I agree with you that ORScorer is going to be hard, but I think I'm
actually positing a harder problem.  By 'generalized', I mean a phrase
scorer that can make use of the multiple position arrays passed up by
that ORScorer.
The reason I want it to be generalized is not for the sake of
PhraseScorer, but because my real goal is to write a positional scorer
that can wrap a BooleanScorer in the same way that PhraseScorer wraps
its subscorers (or rather what would be subscorers if it was
generalized).

Multiple fields does complicate things a bit, but not much (I think):
just associate the field used with the positional array.  Dealing with
multiple position arrays at all is going to be the complicated part,
whether they are single or multiple fields.  I think answer is that
all position data is represented as an array of position arrays, with
Term scorers just being the 1-dimensional case.  Both And and Or
scorers return a separate position array for each matching clause.

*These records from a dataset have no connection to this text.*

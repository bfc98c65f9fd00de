use axum::extract::{Path, Request, State};
use axum::http::{HeaderName, HeaderValue, StatusCode, Uri};
use axum::response::{IntoResponse, Response};
use axum::Json;
use serde_json::json;
use tracing::{debug, error, warn};

use crate::api::AppState;
use crate::discovery;
use crate::history::SparkRestClient;
use crate::proxy::{found_redirect, SparkReverseProxy};
use crate::utils;

/// Base path of the Spark History UI surface.
pub const SPARK_HISTORY_BASE: &str = "/history";

/// Context header consumed by Spark UIs to build absolute links when served
/// behind a path-rewriting proxy.
pub const X_FORWARDED_CONTEXT: HeaderName = HeaderName::from_static("x-forwarded-context");

/// Live-application surface: `{ui-base}/{app_id}/{*path}`.
///
/// Completed applications redirect to Spark History; running ones are
/// proxied to the driver UI with the Spark UI error handler, so a dead
/// driver demotes the record and retries land on history.
pub async fn handle_live_app(
    State(state): State<AppState>,
    Path((app_id, path)): Path<(String, String)>,
    mut request: Request,
) -> Response {
    let app = match state.registry.get(&app_id) {
        // Started in cluster or client mode and already completed.
        Some(app) if app.is_completed() => {
            return redirect_to_spark_history(&state, &request, &app_id);
        }
        Some(app) => app,
        None => {
            debug!(
                "The application '{}' was not found locally, checking in spark history ...",
                app_id
            );
            let resolved = discovery::resolve_from_history(
                &state.registry,
                request.method(),
                request.headers(),
                &state.history_base_url,
                &app_id,
            )
            .await;
            if resolved.is_completed() {
                return redirect_to_spark_history(&state, &request, &app_id);
            }
            resolved
        }
    };

    let spark_ui = format!("{}/{}", app.base_url, path);
    let upstream: Uri = match spark_ui.parse() {
        Ok(upstream) => upstream,
        Err(_) => {
            error!(
                "Invalid spark ui URL '{}' for the application '{}', redirect to spark history",
                spark_ui, app_id
            );
            state.registry.mark_completed(&app_id);
            return redirect_to_spark_history(&state, &request, &app_id);
        }
    };

    if state.ui_proxy_base != "/proxy" {
        let spark_ui_root = format!("{}/{}", state.ui_proxy_base, app_id);
        if let Ok(value) = HeaderValue::from_str(&spark_ui_root) {
            request.headers_mut().append(X_FORWARDED_CONTEXT, value);
        }
    }

    let from_path = request.uri().path().to_string();
    SparkReverseProxy::new(upstream, &app_id, state.registry.clone())
        .with_spark_ui_error_handler(&from_path)
        .serve(&state.client, request)
        .await
}

/// History surface: `/history/{app_id}/{*path}`.
///
/// Running applications redirect back to the live UI surface; everything
/// else is proxied to the Spark History Server.
pub async fn handle_history_app(
    State(state): State<AppState>,
    Path((app_id, path)): Path<(String, String)>,
    request: Request,
) -> Response {
    match state.registry.get(&app_id) {
        // Started in cluster mode and still running.
        Some(app) if app.is_running() => {
            return redirect_to_spark_ui(&state, &request, &app_id);
        }
        Some(_) => {}
        None => {
            debug!(
                "The application '{}' was not found locally, checking in spark history ...",
                app_id
            );
            let resolved = discovery::resolve_from_history(
                &state.registry,
                request.method(),
                request.headers(),
                &state.history_base_url,
                &app_id,
            )
            .await;
            if resolved.is_running() {
                return redirect_to_spark_ui(&state, &request, &app_id);
            }
        }
    }

    debug!(
        "The application '{}' is completed, forward to spark history: {}",
        app_id, state.history_base_url
    );

    let upstream_url = format!(
        "{}{}/{}/{}",
        state.history_base_url, SPARK_HISTORY_BASE, app_id, path
    );
    let upstream: Uri = match upstream_url.parse() {
        Ok(upstream) => upstream,
        Err(_) => {
            return (
                StatusCode::BAD_REQUEST,
                Json(json!({ "error": format!("Invalid upstream URL: {upstream_url}") })),
            )
                .into_response();
        }
    };

    SparkReverseProxy::new(upstream, &app_id, state.registry.clone())
        .serve(&state.client, request)
        .await
}

/// Default surface: proxies the inbound path to the Spark History Server
/// unchanged. The incomplete-applications page (`showIncomplete=true`) goes
/// through the HTML rewriter so live-only applications become visible.
pub async fn handle_default(State(state): State<AppState>, request: Request) -> Response {
    let path = request.uri().path();
    let upstream_url = format!("{}{}", state.history_base_url, path);
    let upstream: Uri = match upstream_url.parse() {
        Ok(upstream) => upstream,
        Err(_) => {
            return (
                StatusCode::BAD_REQUEST,
                Json(json!({ "error": format!("Invalid upstream URL: {upstream_url}") })),
            )
                .into_response();
        }
    };

    let mut proxy = SparkReverseProxy::new(upstream, "", state.registry.clone());
    if query_param(request.uri(), "showIncomplete") == Some("true".to_string()) {
        proxy = proxy.with_incomplete_apps_rewriter();
    }

    proxy.serve(&state.client, request).await
}

/// `/api/v1/applications`: the merged endpoint serves the incomplete view
/// (`status=running`, the query Spark's history page sends); every other
/// query is a plain History proxy.
pub async fn handle_applications(state: State<AppState>, request: Request) -> Response {
    if query_param(request.uri(), "status") == Some("running".to_string()) {
        return handle_incomplete_applications(state, request).await;
    }
    handle_default(state, request).await
}

/// Returns a unified list of Spark applications currently running or
/// already present in Spark History.
///
/// Running pods can precede their event logs by minutes (delayed uploads),
/// leaving the history list blind to them. This endpoint closes the gap:
///
/// 1. fetch the applications known to the Spark History Server,
/// 2. snapshot the running applications from the registry,
/// 3. ask each running application's own UI for its live summary,
/// 4. merge both lists, de-duplicated by app id.
///
/// When an application exists on both sides the History representation is
/// preferred. The response is schema-identical to the History Server list
/// endpoint, so the Spark UI consumes it unchanged.
pub async fn handle_incomplete_applications(
    State(state): State<AppState>,
    request: Request,
) -> Response {
    let history_client = match SparkRestClient::new(
        request.method(),
        request.headers(),
        request.uri().query(),
        &state.history_base_url,
    ) {
        Ok(client) => client,
        Err(err) => {
            error!("Unable to create new spark history client: {:#}", err);
            return (
                StatusCode::BAD_REQUEST,
                Json(json!({
                    "error": format!(
                        "Unable to create new spark history client from upstream URL: {}",
                        state.history_base_url
                    )
                })),
            )
                .into_response();
        }
    };

    let history_apps = match history_client.get_applications().await {
        Ok(apps) => apps,
        Err(err) => {
            error!(
                "Failed to list spark applications in spark history from upstream URL {}: {:#}",
                state.history_base_url, err
            );
            return (
                StatusCode::BAD_REQUEST,
                Json(json!({
                    "error": format!(
                        "Failed to list spark applications from upstream URL: {}",
                        state.history_base_url
                    )
                })),
            )
                .into_response();
        }
    };

    let running_apps = state.registry.list_running();
    let mut live_apps = Vec::with_capacity(running_apps.len());
    for running in running_apps {
        let client = match SparkRestClient::new(
            request.method(),
            request.headers(),
            request.uri().query(),
            &running.base_url,
        ) {
            Ok(client) => client,
            Err(err) => {
                warn!("Unable to create new spark app client: {:#}", err);
                continue;
            }
        };

        match client.get_application_info(&running.app_id).await {
            Ok(app) => live_apps.push(app),
            Err(err) => {
                // The UI may still be initializing; skip it this round.
                warn!(
                    "Unable to fetch application info for {}: {:#}",
                    running.app_id, err
                );
            }
        }
    }

    let merged = utils::merge_by_key(history_apps, live_apps, |app| app.id.as_str());
    Json(merged).into_response()
}

/// Flips the request from the live surface to the history surface by path
/// substitution and answers a host-relative 302.
fn redirect_to_spark_history(state: &AppState, request: &Request, app_id: &str) -> Response {
    let path = request
        .uri()
        .path()
        .replace(&state.ui_proxy_base, SPARK_HISTORY_BASE);
    let location = with_query(&path, request.uri().query());
    debug!(
        "The application '{}' was completed, redirect to spark history '{}'",
        app_id, location
    );
    found_redirect(&location)
}

/// Sends the client to the live UI surface of a running application.
fn redirect_to_spark_ui(state: &AppState, request: &Request, app_id: &str) -> Response {
    let path = format!("{}/{}/jobs/", state.ui_proxy_base, app_id);
    let location = with_query(&path, request.uri().query());
    debug!(
        "The application '{}' is running, redirect to spark ui '{}'",
        app_id, location
    );
    found_redirect(&location)
}

fn with_query(path: &str, query: Option<&str>) -> String {
    match query {
        Some(query) => format!("{path}?{query}"),
        None => path.to_string(),
    }
}

fn query_param(uri: &Uri, name: &str) -> Option<String> {
    uri.query()?.split('&').find_map(|pair| {
        let (key, value) = pair.split_once('=')?;
        (key == name).then(|| value.to_string())
    })
}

>> 3. The scoring stage only occurs for documents that match, so can
>> be slower.
>
> Maybe it can be, but it probably won't be.

Maybe I should define what I mean by 'optimizeable' and 'slower'.  To
me, optimizeable C code means that I want to be able to avoid function
calls, think about L2 cache optimization, and generally pick apart the
assembly code to see what the compiler produced.  Slower means using a
smart algorithm, but not worrying much about things like function call
overhead.  So while it will be slower, it hopefully will not be slow.

> I think worrying about the cost of calling Scorer_Tally() may be
> premature optimization.

You may be quite right that due to the optimization that happens
during matching phase, there isn't any great difference between the
matching and scoring phases.   But I would argue that there is a
difference between designing an architecture that makes the
optimization possible (which strikes me as prudent) and actually
performing that optimization (which I agree is premature).   But I
certainly could be silly wrong about that.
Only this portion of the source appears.